Users with more complex requirements can build their own Apptainer containers… The following basic container recipe can be used as a starting point. It is important to keep the version of the jupyterhub package close to the one that is currently used on the hub (4.1.5).

Bootstrap: docker
From: condaforge/miniforge3

%post
    export DEBIAN_FRONTEND=noninteractive
    apt update
    apt upgrade -y

    conda install --quiet --yes \
        'ipyparallel=8.8.0' \
        'notebook=7.2.1' \
        'jupyterhub=4.1.5' \
        'jupyterlab=4.2.3'

    # Here you can add your own python packages
    conda install --quiet --yes \
        pandas \
        scipy \
        seaborn

A jupyterhub-singleuser binary that is compatible with the hub must be in the $PATH of the container for a successful startup. Otherwise you can extend the container as much as you want.

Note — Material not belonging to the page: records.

//! # Domain Types
//!
//! Charge configuration and discount types shared by the pricing paths.
//!
//! ## Type Map
//! ```text
//! ┌─────────────────────────────────────────────────────────────────────────┐
//! │                         Domain Types                                    │
//! │                                                                         │
//! │  ┌─────────────────┐   ┌─────────────────┐   ┌─────────────────┐       │
//! │  │   ChargeType    │   │   ChargeSpec    │   │   ChargeKind    │       │
//! │  │  ─────────────  │   │  ─────────────  │   │  ─────────────  │       │
//! │  │  None           │   │  charge_type    │   │  Making         │       │
//! │  │  Percentage     │   │  value          │   │  Wastage        │       │
//! │  │  PerGram        │   └─────────────────┘   └─────────────────┘       │
//! │  │  FixedAmount    │                                                    │
//! │  │  PerPiece       │   ┌─────────────────────────────────────────┐     │
//! │  └─────────────────┘   │  DiscountRule (order level)             │     │
//! │                        │  making_charge_discount_percentage?     │     │
//! │                        │  gold_value_discount_per_gram?          │     │
//! │                        └─────────────────────────────────────────┘     │
//! └─────────────────────────────────────────────────────────────────────────┘
//! ```

use rust_decimal::Decimal;
use serde::{Deserialize, Serialize};
use std::fmt;
use std::str::FromStr;
use ts_rs::TS;

use crate::error::CoreError;
use crate::money::{Money, Rate};

// =============================================================================
// Charge Type
// =============================================================================

/// How a making or wastage charge is computed.
#[derive(Debug, Clone, Copy, PartialEq, Eq, Hash, Default, Serialize, Deserialize, TS)]
#[ts(export)]
#[serde(rename_all = "snake_case")]
pub enum ChargeType {
    /// No charge; the value is ignored.
    #[default]
    None,
    /// Percentage of the item's gold value.
    Percentage,
    /// Rupees per gram of net weight.
    PerGram,
    /// Flat rupee amount, independent of weight and pieces.
    FixedAmount,
    /// Rupees per piece. Only meaningful for wastage.
    PerPiece,
}

impl ChargeType {
    /// Returns true when the charge contributes nothing.
    #[inline]
    pub fn is_none(&self) -> bool {
        matches!(self, ChargeType::None)
    }

    /// Canonical code used in configuration and JSON.
    pub fn code(&self) -> &'static str {
        match self {
            ChargeType::None => "none",
            ChargeType::Percentage => "percentage",
            ChargeType::PerGram => "per_gram",
            ChargeType::FixedAmount => "fixed_amount",
            ChargeType::PerPiece => "per_piece",
        }
    }
}

impl fmt::Display for ChargeType {
    fn fmt(&self, f: &mut fmt::Formatter<'_>) -> fmt::Result {
        f.write_str(self.code())
    }
}

/// Accepts the spellings found in catalog data: `per_gram`, `PER_GRAM`,
/// `per-gram`, `PerGram`, `fixed`, `percent`, ...
impl FromStr for ChargeType {
    type Err = CoreError;

    fn from_str(s: &str) -> Result<Self, Self::Err> {
        let normalized: String = s
            .chars()
            .filter(|c| !matches!(c, '_' | '-' | ' '))
            .flat_map(char::to_lowercase)
            .collect();

        match normalized.as_str() {
            "" | "none" => Ok(ChargeType::None),
            "percentage" | "percent" | "%" => Ok(ChargeType::Percentage),
            "pergram" | "gram" => Ok(ChargeType::PerGram),
            "fixedamount" | "fixed" | "flat" => Ok(ChargeType::FixedAmount),
            "perpiece" | "piece" => Ok(ChargeType::PerPiece),
            _ => Err(CoreError::UnknownChargeType(s.to_string())),
        }
    }
}

// =============================================================================
// Charge Kind
// =============================================================================

/// Which of the two configurable charges is being computed.
///
/// `PerPiece` only has a meaning for wastage; a per-piece making charge is
/// a configuration mistake and contributes zero.
#[derive(Debug, Clone, Copy, PartialEq, Eq, Hash, Serialize, Deserialize)]
#[serde(rename_all = "snake_case")]
pub enum ChargeKind {
    Making,
    Wastage,
}

impl ChargeKind {
    /// Returns true when `charge_type` is computed for this kind.
    pub fn supports(&self, charge_type: ChargeType) -> bool {
        !matches!((self, charge_type), (ChargeKind::Making, ChargeType::PerPiece))
    }
}

impl fmt::Display for ChargeKind {
    fn fmt(&self, f: &mut fmt::Formatter<'_>) -> fmt::Result {
        match self {
            ChargeKind::Making => write!(f, "making_charge"),
            ChargeKind::Wastage => write!(f, "wastage_charge"),
        }
    }
}

// =============================================================================
// Charge Spec
// =============================================================================

/// A `{type, value}` charge scheme configured on a product.
///
/// ## Invariants
/// - `value` is non-negative
/// - `Percentage` values are at most 100
/// - `None` contributes zero whatever `value` holds
///
/// These are checked by [`crate::validation::validate_charge_spec`], not
/// enforced by construction, so that live recalculation can run on
/// half-entered data.
#[derive(Debug, Clone, Copy, PartialEq, Eq, Default, Serialize, Deserialize, TS)]
#[ts(export)]
#[serde(rename_all = "camelCase")]
pub struct ChargeSpec {
    #[serde(rename = "type", default)]
    pub charge_type: ChargeType,
    #[ts(as = "String")]
    #[serde(default)]
    pub value: Decimal,
}

impl ChargeSpec {
    pub const fn new(charge_type: ChargeType, value: Decimal) -> Self {
        ChargeSpec { charge_type, value }
    }

    /// No charge.
    pub const fn none() -> Self {
        ChargeSpec::new(ChargeType::None, Decimal::ZERO)
    }

    /// Percentage of gold value (`10` = 10%).
    pub const fn percentage(pct: Decimal) -> Self {
        ChargeSpec::new(ChargeType::Percentage, pct)
    }

    /// Rupees per gram of net weight.
    pub const fn per_gram(rupees: Decimal) -> Self {
        ChargeSpec::new(ChargeType::PerGram, rupees)
    }

    /// Flat rupee amount.
    pub const fn fixed(rupees: Decimal) -> Self {
        ChargeSpec::new(ChargeType::FixedAmount, rupees)
    }

    /// Rupees per piece.
    pub const fn per_piece(rupees: Decimal) -> Self {
        ChargeSpec::new(ChargeType::PerPiece, rupees)
    }
}

// =============================================================================
// Discount Rule
// =============================================================================

/// Order-level discount, applied after item totals are summed.
///
/// ## Calculation
/// ```text
/// making discount = total making charges × pct / 100
/// gold discount   = total gold weight × discount per gram
/// total discount  = making discount + gold discount
/// ```
/// Absent fields count as zero.
#[derive(Debug, Clone, Copy, PartialEq, Eq, Default, Serialize, Deserialize, TS)]
#[ts(export)]
#[serde(rename_all = "camelCase")]
pub struct DiscountRule {
    #[ts(as = "Option<String>")]
    #[serde(default)]
    pub making_charge_discount_percentage: Option<Rate>,
    #[ts(as = "Option<String>")]
    #[serde(default)]
    pub gold_value_discount_per_gram: Option<Money>,
}

impl DiscountRule {
    /// A rule that discounts nothing.
    pub const fn none() -> Self {
        DiscountRule {
            making_charge_discount_percentage: None,
            gold_value_discount_per_gram: None,
        }
    }

    pub fn making_pct(&self) -> Rate {
        self.making_charge_discount_percentage.unwrap_or_default()
    }

    pub fn gold_per_gram(&self) -> Money {
        self.gold_value_discount_per_gram.unwrap_or_default()
    }
}

// =============================================================================
// Unit Tests
// =============================================================================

A more complex example that includes RStudio integration as well as PyTorch is shown below:

Bootstrap: docker
From: condaforge/miniforge3

%post
    export DEBIAN_FRONTEND=noninteractive 
    apt update 
    apt upgrade -y

    apt install -y --no-install-recommends software-properties-common dirmngr
    wget -qO- https://cloud.r-project.org/bin/linux/ubuntu/marutter_pubkey.asc | tee -a /etc/apt/trusted.gpg.d/cran_ubuntu_key.asc
    add-apt-repository "deb https://cloud.r-project.org/bin/linux/ubuntu $(lsb_release -cs)-cran40/"
    add-apt-repository ppa:c2d4u.team/c2d4u4.0+
    apt update

    apt install -y \
        r-base \
        r-cran-caret \
        r-cran-crayon \
        r-cran-devtools \
        r-cran-forecast \
        r-cran-hexbin \
        r-cran-htmltools \
        r-cran-htmlwidgets \
        r-cran-plyr \
        r-cran-randomforest \
        r-cran-rcurl \
        r-cran-reshape2 \
        r-cran-rmarkdown \
        r-cran-rodbc \
        r-cran-rsqlite \
        r-cran-shiny \
        r-cran-tidyverse 

    apt install -y libclang-dev lsb-release psmisc sudo
    ubuntu_release=$(lsb_release --codename --short) 
    wget https://download2.rstudio.org/server/${ubuntu_release}/amd64/rstudio-server-2023.12.1-402-amd64.deb
    dpkg --install rstudio-server-2023.12.1-402-amd64.deb
    rm rstudio-server-2023.12.1-402-amd64.deb

    echo 'ftp_proxy=http://www-cache.gwdg.de:3128' >> /usr/lib/R/etc/Renviron.site
    echo 'https_proxy=http://www-cache.gwdg.de:3128' >> /usr/lib/R/etc/Renviron.site
    echo 'http_proxy=http://www-cache.gwdg.de:3128' >> /usr/lib/R/etc/Renviron.site

    echo '' >> /usr/lib/R/etc/Renviron.site
    conda install --quiet --yes \
        'ipyparallel=8.8.0' \
        'jupyter-rsession-proxy=2.2.1' \
        'notebook=7.2.1' \
        'jupyterhub=4.1.5' \
        'jupyterlab=4.2.3'
   
    conda install --quiet --yes \
        dgl \
        igraph \
        keras \
        pandas \
        pydot \
        scikit-learn \
        scipy \
        seaborn 
 
    conda install --quiet --yes --channel pytorch --channel nvidia \
        pytorch \
        pytorch-cuda=12.1 \
        torchaudio \
        torchvision 

Overview of custom JupyterHPC Job Profiles

The following profile ids can be used with the Custom Profile option in JupyterHPC.

Profile IDProfile Name
danuma-summer-schoolSummer School 2024: Datenkompetenzen in der Nutztierhaltung
gpu-bioinformaticsGPU Workshop: Bioinformatics (July 2024)
graphlearning_ws24Lecture: M.Inf.2204 Introduction to Graph Machine Learning
isc2024-accel-gen-ai-pytorchISC 2024 Course: Accelerating Generative AI with PyTorch
isc2024-quantum-machine-learningISC 2024 Course: Quantum Machine Learning
sc2024-quantum-machine-learningSC 2024 Course: Quantum Machine Learning

Legacy JupyterHPC

SCC users with a full GWDG account (not via the HPC Project Portal) can also still use the legacy JupyterHPC installation. This server will be shut down in the near future - please do not setup any new projects here.